Skip to content Skip to main navigation

Higher Education isn't Prepared for the Global Classroom

What is going on is the convergence of the information, education and digital ages in a way that will have a profound and growing impact on colleges and universities. Higher education must seize the moment or risk marginalization.

Increasingly, educators are meeting with cable operators,
television, publishing, telephone, computer and software executives
and an assortment of entrepreneurs and their funders.

What is going on is the convergence of the information, education and digital ages in a way that will have a profound and growing impact on colleges and universities. Higher education must
seize the moment or risk marginalization.

These visitors to academe generally talk about the same topic: ''distance learning'' and prospects for partnerships between colleges and their organizations. They need the content, reputation and credentialing that higher education offers. In exchange, they bring deep pockets, advanced technology and an entrepreneurial spirit.

Distance learning, study away from traditional campuses, is hardly a new idea. Higher education began its first experiments with correspondence courses in the mid-19th century. Most recently, distance learning used television and computers. What is new is the vast expansion of providers and technologies with capacities to reach previously unimaginable numbers of potential students and offer them customized education independent of the clock, anywhere in the world.

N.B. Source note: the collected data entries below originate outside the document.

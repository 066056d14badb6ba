//! Foundation types for the lot anchoring service.
//!
//! Every other anchor crate depends on `anchor-types`. The types here are
//! shared between the side that writes fingerprints to the ledger and the
//! side that later verifies them, so their wire shapes are fixed.
//!
//! # Key Types
//!
//! - [`Record`]: A mutable status record as held by the document store
//! - [`AnchorRequest`]: Queue message asking for one record version to be anchored
//! - [`Fingerprint`]: 256-bit digest of a record's content fields
//! - [`AnchorEntry`]: Ledger-resident `(identifier, fingerprint)` registration
//! - [`SubmitterId`]: Address of the identity that signs ledger writes
//! - [`VerificationStatus`]: Outcome of verifying a stored record

pub mod anchor;
pub mod error;
pub mod fingerprint;
pub mod identity;
pub mod record;
pub mod request;
pub mod verification;

pub use anchor::{AnchorEntry, TxHash};
pub use error::TypeError;
pub use fingerprint::Fingerprint;
pub use identity::SubmitterId;
pub use record::{Record, RecordFields, RecordId};
pub use request::{AnchorRequest, RequestError};
pub use verification::VerificationStatus;
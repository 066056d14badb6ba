use thiserror::Error;

/// Errors produced by type operations.
#[derive(Debug, Error, PartialEq, Eq)]
pub enum TypeError {
    #[error("invalid hex string: {0}")]
    InvalidHex(String),

    #[error("invalid byte length: expected {expected}, got {actual}")]
    InvalidLength { expected: usize, actual: usize },

    #[error("invalid identifier: {0}")]
    InvalidIdentifier(String),

    #[error("field `{0}` contains control characters")]
    ControlCharacter(&'static str),
}
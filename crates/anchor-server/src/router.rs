use std::sync::Arc;

use axum::routing::{get, post};
use axum::Router;
use tower_http::cors::CorsLayer;
use tower_http::trace::TraceLayer;

use anchor_service::AnchorNode;

use crate::config::ServerConfig;
use crate::handler;

/// Build the axum router with all anchoring endpoints.
pub fn build_router(node: Arc<AnchorNode>, config: &ServerConfig) -> Router {
    let router = Router::new()
        .route("/v1/health", get(handler::health_handler))
        .route("/update", post(handler::update_handler))
        .route("/verify/:id", get(handler::verify_handler))
        .route("/:id", get(handler::get_record_handler))
        .with_state(node)
        .layer(TraceLayer::new_for_http());
    if config.permissive_cors {
        router.layer(CorsLayer::permissive())
    } else {
        router
    }
}
use std::sync::Arc;
use std::time::Duration;

use tokio::sync::watch;
use tracing::{debug, error, info, warn};

use anchor_crypto::fingerprint_fields;
use anchor_ledger::LedgerGateway;
use anchor_store::DocumentStore;

use crate::error::ReconcileError;
use crate::publisher::AnchorPublisher;

/// Summary of one reconciliation sweep.
#[derive(Clone, Debug, Default, PartialEq, Eq)]
pub struct ReconcileReport {
    pub scanned: usize,
    /// Current content is registered on the ledger.
    pub anchored: usize,
    /// Anchored, but the stored content no longer matches. Left alone.
    pub tampered: usize,
    /// Never anchored; a fresh anchor request was enqueued.
    pub republished: usize,
    pub publish_failed: usize,
    /// Never anchored, and the stored content cannot be anchored as is.
    /// Not republished, since the worker would only dead-letter it.
    pub unanchorable: usize,
}

/// Finds stored records that never reached the ledger and requests them
/// again.
///
/// Only records with no ledger entry at all are republished. A record whose
/// identifier is anchored with different content is reported, never
/// re-anchored, so that a later edit cannot make itself valid. Requests
/// that are still queued may be published twice; registration of a
/// repeated pair is harmless.
pub struct Reconciler {
    store: Arc<dyn DocumentStore>,
    gateway: Arc<LedgerGateway>,
    publisher: AnchorPublisher,
}

impl Reconciler {
    pub fn new(
        store: Arc<dyn DocumentStore>,
        gateway: Arc<LedgerGateway>,
        publisher: AnchorPublisher,
    ) -> Self {
        Self {
            store,
            gateway,
            publisher,
        }
    }

    /// Check every stored record once.
    pub async fn sweep(&self) -> Result<ReconcileReport, ReconcileError> {
        let records = self.store.list().await?;
        let mut report = ReconcileReport {
            scanned: records.len(),
            ..ReconcileReport::default()
        };

        for record in &records {
            let fingerprint = fingerprint_fields(&record.fields);
            if self.gateway.verify(&record.id, &fingerprint).await? {
                report.anchored += 1;
                continue;
            }
            if let Some(entry) = self.gateway.lookup(&record.id).await? {
                warn!(
                    identifier = %record.id,
                    current = %fingerprint,
                    anchored = %entry.fingerprint,
                    "stored record differs from its anchor"
                );
                report.tampered += 1;
                continue;
            }
            if let Err(e) = record.fields.validate() {
                warn!(identifier = %record.id, error = %e, "stored record cannot be anchored");
                report.unanchorable += 1;
                continue;
            }
            match self.publisher.publish(record).await {
                Ok(()) => {
                    debug!(identifier = %record.id, "anchor request republished");
                    report.republished += 1;
                }
                Err(e) => {
                    error!(error = %e, "republish failed");
                    report.publish_failed += 1;
                }
            }
        }

        info!(
            scanned = report.scanned,
            anchored = report.anchored,
            tampered = report.tampered,
            republished = report.republished,
            publish_failed = report.publish_failed,
            unanchorable = report.unanchorable,
            "reconciliation sweep finished"
        );
        Ok(report)
    }

    /// Sweep every `interval` until `shutdown` flips. A failed sweep is
    /// logged and retried on the next tick.
    pub async fn run(&self, interval: Duration, mut shutdown: watch::Receiver<bool>) {
        let mut ticker = tokio::time::interval(interval);
        ticker.set_missed_tick_behavior(tokio::time::MissedTickBehavior::Delay);
        info!(interval = ?interval, "reconciler started");
        loop {
            if *shutdown.borrow() {
                break;
            }
            tokio::select! {
                biased;
                changed = shutdown.changed() => {
                    if changed.is_err() {
                        break;
                    }
                }
                _ = ticker.tick() => {
                    if let Err(e) = self.sweep().await {
                        error!(error = %e, "reconciliation sweep failed");
                    }
                }
            }
        }
        info!("reconciler stopped");
    }
}

#[cfg(test)]
mod tests {
    use super::*;
    use anchor_crypto::SigningKey;
    use anchor_ledger::{GatewayConfig, InMemoryLedger, LedgerClient};
    use anchor_queue::{InMemoryQueue, ANCHOR_TOPIC};
    use anchor_store::InMemoryDocumentStore;
    use anchor_types::{AnchorRequest, Record, RecordFields, RecordId};

    struct Fixture {
        store: Arc<InMemoryDocumentStore>,
        ledger: Arc<InMemoryLedger>,
        queue: Arc<InMemoryQueue>,
        gateway: Arc<LedgerGateway>,
        reconciler: Reconciler,
    }

    async fn fixture() -> Fixture {
        let store = Arc::new(InMemoryDocumentStore::new());
        let ledger = Arc::new(InMemoryLedger::default());
        let queue = Arc::new(InMemoryQueue::default());
        let client: Arc<dyn LedgerClient> = ledger.clone();
        let gateway = Arc::new(
            LedgerGateway::connect(client, SigningKey::generate(), GatewayConfig::default())
                .await
                .unwrap(),
        );
        let reconciler = Reconciler::new(
            store.clone(),
            gateway.clone(),
            AnchorPublisher::new(queue.clone(), ANCHOR_TOPIC),
        );
        Fixture {
            store,
            ledger,
            queue,
            gateway,
            reconciler,
        }
    }

    async fn store(f: &Fixture, id: &str, status: &str) -> Record {
        let record = Record::new(
            RecordId::parse(id).unwrap(),
            RecordFields::new("L100", status, "2024-01-01T00:00:00"),
        );
        f.store.insert_record(record.clone()).await.unwrap();
        record
    }

    #[tokio::test]
    async fn classifies_and_republishes_only_unanchored() {
        let f = fixture().await;
        let anchored = store(&f, "anchored", "received").await;
        let tampered = store(&f, "tampered", "received").await;
        let missing = store(&f, "missing", "received").await;

        for record in [&anchored, &tampered] {
            f.gateway
                .register(&record.id, &fingerprint_fields(&record.fields))
                .await
                .unwrap();
        }
        f.store
            .update(&tampered.id, RecordFields::new("L100", "shipped", "2024-01-01T00:00:00"))
            .await
            .unwrap();

        let report = f.reconciler.sweep().await.unwrap();
        assert_eq!(
            report,
            ReconcileReport {
                scanned: 3,
                anchored: 1,
                tampered: 1,
                republished: 1,
                publish_failed: 0,
                unanchorable: 0,
            }
        );

        let delivery = f.queue.try_dequeue(ANCHOR_TOPIC).unwrap().unwrap();
        assert_eq!(
            AnchorRequest::parse(&delivery.payload).unwrap(),
            AnchorRequest::from_record(&missing)
        );
        assert_eq!(f.queue.ready_len(ANCHOR_TOPIC), 0);
    }

    #[tokio::test]
    async fn unanchorable_records_are_not_republished() {
        let f = fixture().await;
        f.store
            .insert_record(Record::new(
                RecordId::parse("tabbed").unwrap(),
                RecordFields::new("L1", "received\t", "2024-01-01T00:00:00"),
            ))
            .await
            .unwrap();

        for _ in 0..3 {
            let report = f.reconciler.sweep().await.unwrap();
            assert_eq!(report.unanchorable, 1);
            assert_eq!(report.republished, 0);
        }
        assert_eq!(f.queue.ready_len(ANCHOR_TOPIC), 0);
        assert!(f.queue.dead_letters(ANCHOR_TOPIC).is_empty());
    }

    #[tokio::test]
    async fn closed_queue_counts_failures() {
        let f = fixture().await;
        store(&f, "missing", "received").await;
        f.queue.close();

        let report = f.reconciler.sweep().await.unwrap();
        assert_eq!(report.publish_failed, 1);
        assert_eq!(report.republished, 0);
    }

    #[tokio::test]
    async fn ledger_outage_aborts_the_sweep() {
        let f = fixture().await;
        store(&f, "missing", "received").await;
        f.ledger.set_unavailable(true);
        assert!(matches!(
            f.reconciler.sweep().await,
            Err(ReconcileError::Ledger(_))
        ));
    }

    #[tokio::test]
    async fn run_sweeps_until_shutdown() {
        let f = fixture().await;
        store(&f, "missing", "received").await;
        let (tx, rx) = watch::channel(false);
        let reconciler = Arc::new(f.reconciler);

        let task = {
            let reconciler = Arc::clone(&reconciler);
            tokio::spawn(async move { reconciler.run(Duration::from_millis(10), rx).await })
        };
        // The first tick fires immediately.
        for _ in 0..100 {
            if f.queue.ready_len(ANCHOR_TOPIC) > 0 {
                break;
            }
            tokio::time::sleep(Duration::from_millis(5)).await;
        }
        tx.send(true).unwrap();
        task.await.unwrap();
        assert!(f.queue.ready_len(ANCHOR_TOPIC) >= 1);
    }
}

The chances for higher education to better serve a diverse clientele, and the needs of an increasingly knowledge-based economy, have never been greater. But we need to be fully cognizant of four inescapable, dramatic forces driving distance learning and equally mindful of the risks they hold for colleges and universities:

First, an information society puts a premium on intellectual capital. There is increasing pressure to remain at the forefront of know-ledge use and production. This requires education throughout a career and a corresponding rise in the use of continuing education or professional development. Without new technologies, we cannot satisfy this urgent need.

Second, distance learning is being driven by changing demographics.
The fastest growing group attending American colleges in the 1980s and '90s has been working, part-time female students older than 25. Traditional students aged 18 to 22, attending college full time and living on campus, now make up less than one in five students. The new majority are seeking higher education principally to increase their salaries and advance their careers. They want convenience, service and quality. They are prime candidates for education delivered to their homes or offices.

Which brings us to cost. From 1980 to 1997, the average price of college tuition, room and board rose by more than 300 percent. Today, less than 5 percent of U.S. families can afford the full cost of a private-college education. Furthermore, there is a growing belief that public higher education is taking too big a bite out of state budgets. For these reasons, technology is being embraced as a vehicle for reducing the cost of education.

Finally, the pervasiveness of advanced technology adds momentum to distance learning. It is now possible to provide education directly to the homes of two out of five U.S. families, thanks to personal computers and modems. Millions of other families around the world have access to the Internet.

The business community has been faster to respond to these forces than
colleges and universities. The imperative for higher education is to determine the ground rules by which a partnership with the private sector might best be accomplished. This requires a statement of essential purposes and core values of higher education.

If colleges and universities refuse to re-examine how they carry out their historic missions of research, teaching and service in a world of changing technology, the possibility of losing control over higher learning is as real as today's Internet and tomorrow's wired world. For the sake of meeting the aspirations of a new and expanding body of learners, we cannot let this happen.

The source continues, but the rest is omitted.